What this task involves: Some lines below hold "bool". Pick them out and copy them.

Supplied information:
//! BookSearchRecord (spec §3, §4.5 C6).

use rust_decimal::Decimal;
use serde::{Deserialize, Serialize};

use super::isbn::Isbn;

#[derive(Debug, Clone, Serialize, Deserialize)]
pub struct SellerOffer {
    pub seller_id: String,
    pub seller_name: Option<String>,
    pub price: Decimal,
    pub quantity: u32,
    pub condition: String,
    pub last_updated: chrono::DateTime<chrono::Utc>,
}

#[derive(Debug, Clone, Serialize, Deserialize, Default)]
pub struct StockSummary {
    pub total_stock: u32,
    pub available_sellers: u32,
}

#[derive(Debug, Clone, Serialize, Deserialize, Default)]
pub struct PricingSummary {
    pub min: Decimal,
    pub max: Decimal,
    pub avg: Decimal,
}

#[derive(Debug, Clone, Serialize, Deserialize)]
pub struct BookSearchRecord {
    pub isbn: Isbn,
    pub title: String,
    pub author: String,
    pub year: Option<u32>,
    pub publisher: Option<String>,
    pub image_urls: Vec<String>,
    pub genre: Option<String>,
    pub language: Option<String>,
    pub page_count: Option<u32>,
    pub description: Option<String>,
    pub rating: Option<f32>,
    pub edition: Option<String>,
    pub format: Option<String>,
    pub stock: StockSummary,
    pub pricing: PricingSummary,
    pub sellers: Vec<SellerOffer>,
}

impl BookSearchRecord {
    /// availabilityVisible <=> totalStock > 0 AND availableSellers > 0.
    pub fn is_available(&self) -> bool {
        self.stock.total_stock > 0 && self.stock.available_sellers > 0
    }

    /// Price indexes exclude records with min == 0.
    pub fn is_price_indexable(&self) -> bool {
        self.is_available() && self.pricing.min > Decimal::ZERO
    }

    /// Recomputes stock/pricing summaries from the seller-offer list; called
    /// whenever `sellers` is mutated by an indexing handler.
    pub fn recompute_summaries(&mut self) {
        let available: Vec<&SellerOffer> = self.sellers.iter().filter(|s| s.quantity > 0).collect();
        self.stock.total_stock = available.iter().map(|s| s.quantity).sum();
        self.stock.available_sellers = available.len() as u32;

        if available.is_empty() {
            self.pricing = PricingSummary::default();
            return;
        }
        let min = available.iter().map(|s| s.price).fold(available[0].price, Decimal::min);
        let max = available.iter().map(|s| s.price).fold(available[0].price, Decimal::max);
        let sum: Decimal = available.iter().map(|s| s.price).sum();
        let avg = sum / Decimal::from(available.len());
        self.pricing = PricingSummary { min, max, avg };
    }

    /// Tokenization surface for the inverted index: lowercase, Unicode
    /// word-boundary split of title + author + ISBN.
    pub fn tokens(&self) -> std::collections::HashSet<String> {
        crate::search::tokenizer::tokenize(&format!(
            "{} {} {}",
            self.title,
            self.author,
            self.isbn.as_str()
        ))
    }
}

#[cfg(test)]
mod tests {
    use super::*;
    use rust_decimal_macros::dec;

    fn offer(price: Decimal, qty: u32) -> SellerOffer {
        SellerOffer {
            seller_id: "s1".into(),
            seller_name: None,
            price,
            quantity: qty,
            condition: "new".into(),
            last_updated: chrono::Utc::now(),
        }
    }

    #[test]
    fn availability_requires_stock_and_sellers() {
        let mut rec = BookSearchRecord {
            isbn: Isbn::parse("9780123456789").unwrap(),
            title: "T".into(),
            author: "A".into(),
            year: None,
            publisher: None,
            image_urls: vec![],
            genre: None,
            language: None,
            page_count: None,
            description: None,
            rating: None,
            edition: None,
            format: None,
            stock: StockSummary::default(),
            pricing: PricingSummary::default(),
            sellers: vec![],
        };
        assert!(!rec.is_available());

        rec.sellers.push(offer(dec!(12.50), 5));
        rec.recompute_summaries();
        assert!(rec.is_available());
        assert!(rec.is_price_indexable());
    }

    #[test]
    fn zero_price_excluded_from_price_index() {
        let mut rec = BookSearchRecord {
            isbn: Isbn::parse("9780123456789").unwrap(),
            title: "T".into(),
            author: "A".into(),
            year: None,
            publisher: None,
            image_urls: vec![],
            genre: None,
            language: None,
            page_count: None,
            description: None,
            rating: None,
            edition: None,
            format: None,
            stock: StockSummary::default(),
            pricing: PricingSummary::default(),
            sellers: vec![offer(Decimal::ZERO, 3)],
        };
        rec.recompute_summaries();
        assert!(rec.is_available());
        assert!(!rec.is_price_indexable());
    }
}
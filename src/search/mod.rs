//! Inbound search indexing pipeline (spec §4.5, C6).

pub mod autocomplete;
pub mod facets;
pub mod handlers;
pub mod index_store;
pub mod keys;
pub mod tokenizer;

pub use autocomplete::Autocomplete;
pub use facets::{FacetDimension, Facets};
pub use index_store::IndexStore;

Exercise solution:
    pub fn is_available(&self) -> bool {
    pub fn is_price_indexable(&self) -> bool {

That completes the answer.